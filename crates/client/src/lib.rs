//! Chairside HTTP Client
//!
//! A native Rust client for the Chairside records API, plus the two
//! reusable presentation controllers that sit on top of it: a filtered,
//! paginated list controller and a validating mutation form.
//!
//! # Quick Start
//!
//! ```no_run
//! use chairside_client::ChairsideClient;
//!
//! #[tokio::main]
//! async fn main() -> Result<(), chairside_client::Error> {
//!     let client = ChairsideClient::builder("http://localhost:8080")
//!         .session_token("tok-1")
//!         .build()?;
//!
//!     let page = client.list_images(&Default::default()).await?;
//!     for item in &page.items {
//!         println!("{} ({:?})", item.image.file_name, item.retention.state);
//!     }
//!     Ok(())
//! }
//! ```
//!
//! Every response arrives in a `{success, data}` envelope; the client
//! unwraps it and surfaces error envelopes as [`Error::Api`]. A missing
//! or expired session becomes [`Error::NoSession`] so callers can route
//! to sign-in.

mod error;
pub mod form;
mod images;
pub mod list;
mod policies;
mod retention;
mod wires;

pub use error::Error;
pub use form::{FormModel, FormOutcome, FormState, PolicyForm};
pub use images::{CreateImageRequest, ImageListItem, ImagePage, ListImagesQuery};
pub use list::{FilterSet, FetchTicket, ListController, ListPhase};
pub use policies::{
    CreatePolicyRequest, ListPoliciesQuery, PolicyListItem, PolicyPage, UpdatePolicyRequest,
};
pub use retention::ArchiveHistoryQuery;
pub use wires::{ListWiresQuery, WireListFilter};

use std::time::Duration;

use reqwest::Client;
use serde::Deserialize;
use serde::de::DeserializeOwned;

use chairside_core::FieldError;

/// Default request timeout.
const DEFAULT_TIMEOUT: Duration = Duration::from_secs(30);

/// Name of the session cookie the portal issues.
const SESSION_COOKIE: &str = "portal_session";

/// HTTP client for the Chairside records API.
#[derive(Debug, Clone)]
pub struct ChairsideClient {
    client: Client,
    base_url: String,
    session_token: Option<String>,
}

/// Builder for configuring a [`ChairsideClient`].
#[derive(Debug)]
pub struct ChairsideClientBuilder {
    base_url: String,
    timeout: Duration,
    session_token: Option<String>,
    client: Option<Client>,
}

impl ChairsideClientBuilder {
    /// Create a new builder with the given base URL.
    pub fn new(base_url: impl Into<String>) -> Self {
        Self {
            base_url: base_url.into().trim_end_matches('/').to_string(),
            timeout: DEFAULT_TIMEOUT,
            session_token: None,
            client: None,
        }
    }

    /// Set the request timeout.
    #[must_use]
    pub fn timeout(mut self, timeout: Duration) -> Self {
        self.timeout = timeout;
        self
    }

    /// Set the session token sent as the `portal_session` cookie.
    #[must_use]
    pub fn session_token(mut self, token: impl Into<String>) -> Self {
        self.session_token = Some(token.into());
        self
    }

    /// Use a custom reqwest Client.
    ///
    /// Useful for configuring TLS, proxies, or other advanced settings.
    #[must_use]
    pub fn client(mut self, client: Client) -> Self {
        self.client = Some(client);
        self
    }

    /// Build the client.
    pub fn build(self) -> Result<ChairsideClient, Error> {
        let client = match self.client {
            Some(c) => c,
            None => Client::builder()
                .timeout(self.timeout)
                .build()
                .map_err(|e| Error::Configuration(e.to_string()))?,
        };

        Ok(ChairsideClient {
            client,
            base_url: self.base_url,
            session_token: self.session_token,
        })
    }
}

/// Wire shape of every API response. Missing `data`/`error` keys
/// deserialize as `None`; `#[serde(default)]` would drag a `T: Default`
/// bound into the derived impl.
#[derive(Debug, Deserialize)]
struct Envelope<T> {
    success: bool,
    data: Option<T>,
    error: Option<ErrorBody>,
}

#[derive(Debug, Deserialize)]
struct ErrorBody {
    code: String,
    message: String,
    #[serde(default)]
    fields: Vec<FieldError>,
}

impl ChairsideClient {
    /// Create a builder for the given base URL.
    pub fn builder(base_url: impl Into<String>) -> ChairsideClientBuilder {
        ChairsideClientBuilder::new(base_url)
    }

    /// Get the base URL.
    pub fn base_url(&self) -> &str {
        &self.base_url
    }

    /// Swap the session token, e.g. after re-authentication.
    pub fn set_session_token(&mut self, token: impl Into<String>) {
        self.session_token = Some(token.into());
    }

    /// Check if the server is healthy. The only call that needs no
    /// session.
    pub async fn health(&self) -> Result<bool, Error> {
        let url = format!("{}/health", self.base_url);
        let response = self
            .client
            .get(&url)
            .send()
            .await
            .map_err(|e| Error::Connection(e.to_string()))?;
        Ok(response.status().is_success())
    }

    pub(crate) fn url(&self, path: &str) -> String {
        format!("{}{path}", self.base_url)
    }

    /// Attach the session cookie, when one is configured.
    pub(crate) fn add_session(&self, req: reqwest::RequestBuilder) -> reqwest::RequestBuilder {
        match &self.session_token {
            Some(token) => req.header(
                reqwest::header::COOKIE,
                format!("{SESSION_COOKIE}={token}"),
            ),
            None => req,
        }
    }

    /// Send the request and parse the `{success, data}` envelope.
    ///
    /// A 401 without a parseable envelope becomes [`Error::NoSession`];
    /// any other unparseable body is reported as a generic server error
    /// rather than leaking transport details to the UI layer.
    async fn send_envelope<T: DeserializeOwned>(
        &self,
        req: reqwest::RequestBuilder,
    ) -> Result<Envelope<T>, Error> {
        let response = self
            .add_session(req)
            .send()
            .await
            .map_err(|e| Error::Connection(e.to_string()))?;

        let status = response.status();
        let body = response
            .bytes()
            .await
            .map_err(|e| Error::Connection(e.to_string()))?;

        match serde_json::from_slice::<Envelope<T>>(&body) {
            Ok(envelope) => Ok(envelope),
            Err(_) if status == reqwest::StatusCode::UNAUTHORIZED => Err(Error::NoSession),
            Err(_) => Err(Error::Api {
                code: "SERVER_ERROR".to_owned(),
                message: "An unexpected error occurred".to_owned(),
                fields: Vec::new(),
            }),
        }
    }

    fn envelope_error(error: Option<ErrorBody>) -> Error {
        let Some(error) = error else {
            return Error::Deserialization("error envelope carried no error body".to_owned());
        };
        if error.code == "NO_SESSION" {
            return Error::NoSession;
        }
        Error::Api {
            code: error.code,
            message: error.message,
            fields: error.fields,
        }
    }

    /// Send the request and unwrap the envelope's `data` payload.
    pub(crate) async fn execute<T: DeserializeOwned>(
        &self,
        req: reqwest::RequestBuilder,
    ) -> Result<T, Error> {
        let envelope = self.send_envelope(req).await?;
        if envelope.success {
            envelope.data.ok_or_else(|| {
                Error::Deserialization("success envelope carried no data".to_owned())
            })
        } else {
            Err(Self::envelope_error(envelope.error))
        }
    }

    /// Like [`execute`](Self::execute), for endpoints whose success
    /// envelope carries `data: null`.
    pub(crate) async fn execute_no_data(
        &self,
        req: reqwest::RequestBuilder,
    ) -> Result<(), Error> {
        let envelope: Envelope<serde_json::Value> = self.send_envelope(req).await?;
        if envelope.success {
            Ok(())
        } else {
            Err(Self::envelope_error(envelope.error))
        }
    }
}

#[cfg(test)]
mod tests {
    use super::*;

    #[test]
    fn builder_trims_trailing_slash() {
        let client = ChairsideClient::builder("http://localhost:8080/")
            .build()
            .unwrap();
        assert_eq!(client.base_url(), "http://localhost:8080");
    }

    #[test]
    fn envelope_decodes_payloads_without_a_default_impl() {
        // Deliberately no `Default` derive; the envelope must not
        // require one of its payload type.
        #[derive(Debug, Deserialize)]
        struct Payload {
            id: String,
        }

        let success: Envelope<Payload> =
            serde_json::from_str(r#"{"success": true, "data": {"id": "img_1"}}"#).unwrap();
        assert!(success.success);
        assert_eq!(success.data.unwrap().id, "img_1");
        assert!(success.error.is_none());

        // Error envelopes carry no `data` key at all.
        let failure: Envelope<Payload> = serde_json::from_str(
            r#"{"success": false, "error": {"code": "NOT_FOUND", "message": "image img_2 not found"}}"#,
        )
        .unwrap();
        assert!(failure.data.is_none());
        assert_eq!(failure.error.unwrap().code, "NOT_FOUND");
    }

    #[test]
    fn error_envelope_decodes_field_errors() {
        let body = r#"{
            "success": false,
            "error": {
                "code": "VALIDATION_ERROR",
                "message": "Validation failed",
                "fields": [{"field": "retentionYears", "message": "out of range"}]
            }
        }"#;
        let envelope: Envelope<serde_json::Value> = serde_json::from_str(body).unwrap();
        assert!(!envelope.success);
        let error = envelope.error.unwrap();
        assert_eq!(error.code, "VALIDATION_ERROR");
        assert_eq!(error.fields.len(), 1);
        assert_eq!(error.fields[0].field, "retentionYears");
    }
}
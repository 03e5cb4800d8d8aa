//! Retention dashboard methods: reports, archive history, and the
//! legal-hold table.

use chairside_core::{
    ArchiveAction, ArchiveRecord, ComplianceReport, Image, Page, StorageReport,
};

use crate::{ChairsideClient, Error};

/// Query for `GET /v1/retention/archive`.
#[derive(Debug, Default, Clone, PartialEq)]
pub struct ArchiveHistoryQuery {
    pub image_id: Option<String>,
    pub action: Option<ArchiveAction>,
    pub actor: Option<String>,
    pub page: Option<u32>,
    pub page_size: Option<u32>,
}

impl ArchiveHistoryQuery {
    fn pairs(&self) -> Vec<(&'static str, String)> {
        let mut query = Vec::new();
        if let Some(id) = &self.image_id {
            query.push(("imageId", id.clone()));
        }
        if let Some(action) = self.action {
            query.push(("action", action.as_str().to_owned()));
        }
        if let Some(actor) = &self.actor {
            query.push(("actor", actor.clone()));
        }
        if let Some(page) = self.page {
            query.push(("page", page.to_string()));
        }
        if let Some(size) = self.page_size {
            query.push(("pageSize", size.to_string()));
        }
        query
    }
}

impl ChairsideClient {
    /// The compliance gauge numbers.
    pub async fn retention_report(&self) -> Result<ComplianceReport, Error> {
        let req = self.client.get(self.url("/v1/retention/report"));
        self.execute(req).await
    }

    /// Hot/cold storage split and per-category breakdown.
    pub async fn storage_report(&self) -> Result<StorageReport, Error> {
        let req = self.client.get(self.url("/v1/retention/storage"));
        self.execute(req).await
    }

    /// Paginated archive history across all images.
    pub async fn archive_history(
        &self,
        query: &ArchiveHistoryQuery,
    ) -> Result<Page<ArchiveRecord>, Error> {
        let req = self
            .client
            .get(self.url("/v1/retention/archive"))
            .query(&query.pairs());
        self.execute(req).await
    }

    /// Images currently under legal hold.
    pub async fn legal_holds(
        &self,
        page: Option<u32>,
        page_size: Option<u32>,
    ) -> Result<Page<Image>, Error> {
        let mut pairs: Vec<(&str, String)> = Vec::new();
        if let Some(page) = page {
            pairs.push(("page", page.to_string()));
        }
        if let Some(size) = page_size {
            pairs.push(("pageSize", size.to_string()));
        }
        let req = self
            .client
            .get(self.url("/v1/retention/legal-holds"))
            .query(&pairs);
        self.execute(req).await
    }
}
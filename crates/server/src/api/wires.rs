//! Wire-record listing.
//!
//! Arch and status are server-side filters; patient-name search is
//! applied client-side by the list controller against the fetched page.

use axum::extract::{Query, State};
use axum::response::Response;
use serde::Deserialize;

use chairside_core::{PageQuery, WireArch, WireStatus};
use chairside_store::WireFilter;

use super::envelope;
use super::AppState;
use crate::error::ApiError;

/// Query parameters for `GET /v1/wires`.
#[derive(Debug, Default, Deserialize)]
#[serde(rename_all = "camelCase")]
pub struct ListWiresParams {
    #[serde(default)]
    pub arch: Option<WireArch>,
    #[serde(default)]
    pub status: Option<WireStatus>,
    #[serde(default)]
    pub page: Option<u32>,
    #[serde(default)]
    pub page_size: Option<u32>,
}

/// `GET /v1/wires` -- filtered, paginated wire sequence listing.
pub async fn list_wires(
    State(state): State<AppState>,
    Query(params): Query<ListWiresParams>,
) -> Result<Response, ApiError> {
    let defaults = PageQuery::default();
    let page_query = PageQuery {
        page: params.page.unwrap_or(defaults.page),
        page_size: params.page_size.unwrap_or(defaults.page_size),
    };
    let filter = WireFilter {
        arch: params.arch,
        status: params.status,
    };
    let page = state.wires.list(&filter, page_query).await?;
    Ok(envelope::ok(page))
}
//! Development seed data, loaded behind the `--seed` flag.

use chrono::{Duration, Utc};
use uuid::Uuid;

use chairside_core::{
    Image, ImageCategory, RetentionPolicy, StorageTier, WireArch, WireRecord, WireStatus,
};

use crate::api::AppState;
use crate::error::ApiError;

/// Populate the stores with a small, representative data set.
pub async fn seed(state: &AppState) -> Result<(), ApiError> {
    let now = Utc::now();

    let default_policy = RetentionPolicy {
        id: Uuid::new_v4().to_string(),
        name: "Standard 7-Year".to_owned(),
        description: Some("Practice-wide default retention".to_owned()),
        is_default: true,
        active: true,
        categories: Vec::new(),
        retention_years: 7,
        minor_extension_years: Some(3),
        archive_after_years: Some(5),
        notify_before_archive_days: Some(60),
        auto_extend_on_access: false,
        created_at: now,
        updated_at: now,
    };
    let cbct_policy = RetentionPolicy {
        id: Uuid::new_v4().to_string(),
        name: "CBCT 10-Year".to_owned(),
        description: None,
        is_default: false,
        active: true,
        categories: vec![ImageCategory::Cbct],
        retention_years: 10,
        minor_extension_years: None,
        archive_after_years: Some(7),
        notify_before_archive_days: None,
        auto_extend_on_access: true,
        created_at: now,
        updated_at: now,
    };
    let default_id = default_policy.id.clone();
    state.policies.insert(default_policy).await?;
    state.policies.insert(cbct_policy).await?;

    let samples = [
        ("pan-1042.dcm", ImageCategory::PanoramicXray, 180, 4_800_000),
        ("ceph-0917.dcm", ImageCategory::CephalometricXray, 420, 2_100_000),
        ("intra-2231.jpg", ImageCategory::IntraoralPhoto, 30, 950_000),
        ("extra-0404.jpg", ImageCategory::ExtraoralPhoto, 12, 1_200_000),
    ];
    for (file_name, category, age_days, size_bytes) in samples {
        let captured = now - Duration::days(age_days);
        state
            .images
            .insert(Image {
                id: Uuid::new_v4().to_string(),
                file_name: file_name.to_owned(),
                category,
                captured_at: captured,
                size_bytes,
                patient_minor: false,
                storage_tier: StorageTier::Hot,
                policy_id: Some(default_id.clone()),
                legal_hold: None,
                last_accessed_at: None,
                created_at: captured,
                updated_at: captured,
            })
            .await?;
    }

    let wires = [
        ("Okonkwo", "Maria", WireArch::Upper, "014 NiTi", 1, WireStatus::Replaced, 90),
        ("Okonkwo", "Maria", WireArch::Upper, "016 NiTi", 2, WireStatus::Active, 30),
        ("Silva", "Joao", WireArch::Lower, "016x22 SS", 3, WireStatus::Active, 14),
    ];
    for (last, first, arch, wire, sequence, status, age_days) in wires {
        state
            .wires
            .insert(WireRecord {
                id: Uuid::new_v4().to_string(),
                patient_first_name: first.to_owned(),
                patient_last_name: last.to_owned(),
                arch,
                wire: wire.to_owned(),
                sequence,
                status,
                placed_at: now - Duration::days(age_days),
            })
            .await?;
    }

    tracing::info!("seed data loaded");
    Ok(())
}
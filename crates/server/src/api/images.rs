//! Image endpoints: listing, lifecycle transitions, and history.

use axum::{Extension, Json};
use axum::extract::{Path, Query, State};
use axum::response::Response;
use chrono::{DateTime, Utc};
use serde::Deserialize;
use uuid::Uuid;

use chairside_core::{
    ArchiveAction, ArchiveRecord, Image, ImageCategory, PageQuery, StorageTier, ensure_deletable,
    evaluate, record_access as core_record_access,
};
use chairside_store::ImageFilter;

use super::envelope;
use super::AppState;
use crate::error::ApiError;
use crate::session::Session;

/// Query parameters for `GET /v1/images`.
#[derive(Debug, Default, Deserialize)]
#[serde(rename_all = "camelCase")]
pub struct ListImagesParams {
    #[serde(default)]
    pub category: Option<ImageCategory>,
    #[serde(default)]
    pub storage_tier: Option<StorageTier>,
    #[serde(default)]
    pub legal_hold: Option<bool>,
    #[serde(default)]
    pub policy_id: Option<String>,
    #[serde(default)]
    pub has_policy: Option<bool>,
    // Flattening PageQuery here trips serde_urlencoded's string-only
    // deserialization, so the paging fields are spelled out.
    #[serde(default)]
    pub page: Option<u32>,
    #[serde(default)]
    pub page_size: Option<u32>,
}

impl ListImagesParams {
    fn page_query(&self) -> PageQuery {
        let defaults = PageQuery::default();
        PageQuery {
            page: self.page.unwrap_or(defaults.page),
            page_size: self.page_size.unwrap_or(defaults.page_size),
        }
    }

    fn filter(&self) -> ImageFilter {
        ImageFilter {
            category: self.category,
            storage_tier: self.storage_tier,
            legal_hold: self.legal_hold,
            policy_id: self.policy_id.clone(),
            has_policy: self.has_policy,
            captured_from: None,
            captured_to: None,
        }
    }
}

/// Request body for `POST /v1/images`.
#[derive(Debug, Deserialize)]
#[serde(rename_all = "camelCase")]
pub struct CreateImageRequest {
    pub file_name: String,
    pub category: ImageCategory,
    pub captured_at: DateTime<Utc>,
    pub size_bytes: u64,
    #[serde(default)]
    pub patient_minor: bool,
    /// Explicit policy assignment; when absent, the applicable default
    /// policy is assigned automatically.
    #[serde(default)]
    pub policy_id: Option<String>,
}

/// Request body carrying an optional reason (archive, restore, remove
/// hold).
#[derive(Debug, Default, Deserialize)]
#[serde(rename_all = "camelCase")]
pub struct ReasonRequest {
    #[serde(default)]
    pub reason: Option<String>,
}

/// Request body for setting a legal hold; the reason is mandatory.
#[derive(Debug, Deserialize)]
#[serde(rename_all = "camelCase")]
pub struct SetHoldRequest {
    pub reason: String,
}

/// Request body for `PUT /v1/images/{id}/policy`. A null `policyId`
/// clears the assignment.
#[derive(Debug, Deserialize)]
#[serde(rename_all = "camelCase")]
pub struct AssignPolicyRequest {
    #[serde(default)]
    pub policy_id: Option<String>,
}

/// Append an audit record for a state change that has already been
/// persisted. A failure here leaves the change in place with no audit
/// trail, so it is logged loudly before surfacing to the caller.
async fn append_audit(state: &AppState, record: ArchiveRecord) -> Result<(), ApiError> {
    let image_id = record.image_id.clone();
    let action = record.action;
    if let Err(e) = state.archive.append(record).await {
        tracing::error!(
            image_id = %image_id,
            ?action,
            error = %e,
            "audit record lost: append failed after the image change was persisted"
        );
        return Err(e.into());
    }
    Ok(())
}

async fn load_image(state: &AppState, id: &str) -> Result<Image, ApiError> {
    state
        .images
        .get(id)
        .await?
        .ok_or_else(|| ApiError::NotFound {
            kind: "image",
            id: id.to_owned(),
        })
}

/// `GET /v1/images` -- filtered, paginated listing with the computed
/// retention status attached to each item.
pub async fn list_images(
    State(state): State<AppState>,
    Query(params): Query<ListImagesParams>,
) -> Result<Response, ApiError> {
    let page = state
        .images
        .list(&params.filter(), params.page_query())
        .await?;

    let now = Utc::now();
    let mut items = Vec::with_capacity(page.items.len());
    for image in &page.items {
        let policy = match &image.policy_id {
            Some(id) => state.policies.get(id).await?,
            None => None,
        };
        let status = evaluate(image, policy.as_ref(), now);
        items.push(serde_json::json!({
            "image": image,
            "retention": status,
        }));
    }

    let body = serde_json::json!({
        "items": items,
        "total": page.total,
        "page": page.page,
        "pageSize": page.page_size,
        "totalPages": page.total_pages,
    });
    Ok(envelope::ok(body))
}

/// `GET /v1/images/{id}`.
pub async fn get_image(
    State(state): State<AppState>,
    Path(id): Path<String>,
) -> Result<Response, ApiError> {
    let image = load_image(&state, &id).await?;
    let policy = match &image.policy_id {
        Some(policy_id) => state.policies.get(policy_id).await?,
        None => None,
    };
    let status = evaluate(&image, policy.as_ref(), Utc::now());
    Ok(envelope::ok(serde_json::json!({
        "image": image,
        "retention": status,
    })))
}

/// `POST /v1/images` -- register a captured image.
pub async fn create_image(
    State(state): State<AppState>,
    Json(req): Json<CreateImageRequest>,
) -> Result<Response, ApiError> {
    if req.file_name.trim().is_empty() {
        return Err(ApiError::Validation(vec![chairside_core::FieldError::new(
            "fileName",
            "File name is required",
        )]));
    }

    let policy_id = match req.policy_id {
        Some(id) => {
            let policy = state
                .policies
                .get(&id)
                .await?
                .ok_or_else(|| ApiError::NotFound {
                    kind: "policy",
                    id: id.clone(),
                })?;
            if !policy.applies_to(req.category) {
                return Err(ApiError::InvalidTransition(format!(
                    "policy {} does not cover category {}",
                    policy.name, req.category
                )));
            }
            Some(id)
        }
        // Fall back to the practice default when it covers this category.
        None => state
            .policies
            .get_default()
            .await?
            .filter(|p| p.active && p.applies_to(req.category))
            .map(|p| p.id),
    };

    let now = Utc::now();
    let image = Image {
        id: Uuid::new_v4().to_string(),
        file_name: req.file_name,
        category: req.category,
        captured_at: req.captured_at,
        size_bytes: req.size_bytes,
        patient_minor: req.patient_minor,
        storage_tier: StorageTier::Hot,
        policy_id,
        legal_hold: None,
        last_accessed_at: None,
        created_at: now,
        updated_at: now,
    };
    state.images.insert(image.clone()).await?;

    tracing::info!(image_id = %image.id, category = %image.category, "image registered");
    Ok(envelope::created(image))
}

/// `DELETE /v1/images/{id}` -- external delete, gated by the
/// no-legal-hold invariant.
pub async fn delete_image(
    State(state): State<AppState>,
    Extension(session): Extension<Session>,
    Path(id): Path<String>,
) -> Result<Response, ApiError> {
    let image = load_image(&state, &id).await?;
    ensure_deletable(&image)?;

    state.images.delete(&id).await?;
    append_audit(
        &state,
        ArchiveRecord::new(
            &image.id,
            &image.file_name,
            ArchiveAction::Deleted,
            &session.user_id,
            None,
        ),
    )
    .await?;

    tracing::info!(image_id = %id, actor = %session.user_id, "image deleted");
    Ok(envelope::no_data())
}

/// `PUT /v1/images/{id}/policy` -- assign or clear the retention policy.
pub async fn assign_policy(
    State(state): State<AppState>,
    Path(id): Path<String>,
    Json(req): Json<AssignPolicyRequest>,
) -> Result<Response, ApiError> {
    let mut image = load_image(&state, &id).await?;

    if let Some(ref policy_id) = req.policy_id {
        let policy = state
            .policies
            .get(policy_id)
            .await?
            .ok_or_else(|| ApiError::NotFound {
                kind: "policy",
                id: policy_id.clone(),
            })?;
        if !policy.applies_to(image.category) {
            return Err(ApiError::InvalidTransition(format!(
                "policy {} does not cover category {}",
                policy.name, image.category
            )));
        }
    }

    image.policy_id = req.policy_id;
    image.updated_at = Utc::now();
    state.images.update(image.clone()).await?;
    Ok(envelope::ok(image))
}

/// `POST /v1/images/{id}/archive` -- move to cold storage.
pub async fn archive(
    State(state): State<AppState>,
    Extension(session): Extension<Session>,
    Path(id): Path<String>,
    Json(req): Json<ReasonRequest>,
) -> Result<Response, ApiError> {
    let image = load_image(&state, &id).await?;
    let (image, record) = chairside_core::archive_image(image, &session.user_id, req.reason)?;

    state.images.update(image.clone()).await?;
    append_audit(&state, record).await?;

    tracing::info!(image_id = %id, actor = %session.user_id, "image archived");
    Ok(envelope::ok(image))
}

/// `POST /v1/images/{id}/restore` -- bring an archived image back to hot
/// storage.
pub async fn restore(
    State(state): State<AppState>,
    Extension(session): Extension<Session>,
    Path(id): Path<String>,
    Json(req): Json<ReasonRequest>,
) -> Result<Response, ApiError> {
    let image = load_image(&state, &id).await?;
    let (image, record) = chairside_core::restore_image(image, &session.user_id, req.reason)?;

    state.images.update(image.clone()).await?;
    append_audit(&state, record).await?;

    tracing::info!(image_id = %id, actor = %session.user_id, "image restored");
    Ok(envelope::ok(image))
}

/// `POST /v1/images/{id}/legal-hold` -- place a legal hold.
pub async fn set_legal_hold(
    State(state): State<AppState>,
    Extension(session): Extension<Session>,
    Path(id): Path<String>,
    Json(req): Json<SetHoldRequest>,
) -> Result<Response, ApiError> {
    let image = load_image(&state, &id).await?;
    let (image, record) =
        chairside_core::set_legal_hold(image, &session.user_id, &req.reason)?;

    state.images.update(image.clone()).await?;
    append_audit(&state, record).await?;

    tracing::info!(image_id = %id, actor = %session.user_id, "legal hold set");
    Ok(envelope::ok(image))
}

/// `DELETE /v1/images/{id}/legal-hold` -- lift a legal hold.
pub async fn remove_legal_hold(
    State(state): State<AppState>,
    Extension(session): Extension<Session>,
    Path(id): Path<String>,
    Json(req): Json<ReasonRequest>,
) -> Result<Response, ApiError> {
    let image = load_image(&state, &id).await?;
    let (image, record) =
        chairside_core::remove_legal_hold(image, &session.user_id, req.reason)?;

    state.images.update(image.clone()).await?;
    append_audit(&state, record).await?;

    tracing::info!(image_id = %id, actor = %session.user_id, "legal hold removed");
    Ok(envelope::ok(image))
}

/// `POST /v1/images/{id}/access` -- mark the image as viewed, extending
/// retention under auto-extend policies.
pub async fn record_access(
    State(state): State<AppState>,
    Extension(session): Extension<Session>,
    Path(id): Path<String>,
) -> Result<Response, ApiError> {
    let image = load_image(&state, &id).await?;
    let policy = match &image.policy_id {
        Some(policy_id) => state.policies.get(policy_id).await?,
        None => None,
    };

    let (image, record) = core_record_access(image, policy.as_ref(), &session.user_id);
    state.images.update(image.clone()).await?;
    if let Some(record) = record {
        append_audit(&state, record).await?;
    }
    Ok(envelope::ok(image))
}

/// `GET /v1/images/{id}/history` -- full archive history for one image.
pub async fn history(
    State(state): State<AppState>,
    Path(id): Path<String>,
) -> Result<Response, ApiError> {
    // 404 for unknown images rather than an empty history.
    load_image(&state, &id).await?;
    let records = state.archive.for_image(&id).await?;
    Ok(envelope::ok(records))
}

INSTRUCTIONS TO FOLLOW => Your answer should consist of each line of the data above in which the word "return" occurs.

EXERCISE SOLUTION =>
            return Error::Deserialization("error envelope carried no error body".to_owned());
            return Error::NoSession;
        return Err(e.into());
        return Err(ApiError::Validation(vec![chairside_core::FieldError::new(
                return Err(ApiError::InvalidTransition(format!(
            return Err(ApiError::InvalidTransition(format!(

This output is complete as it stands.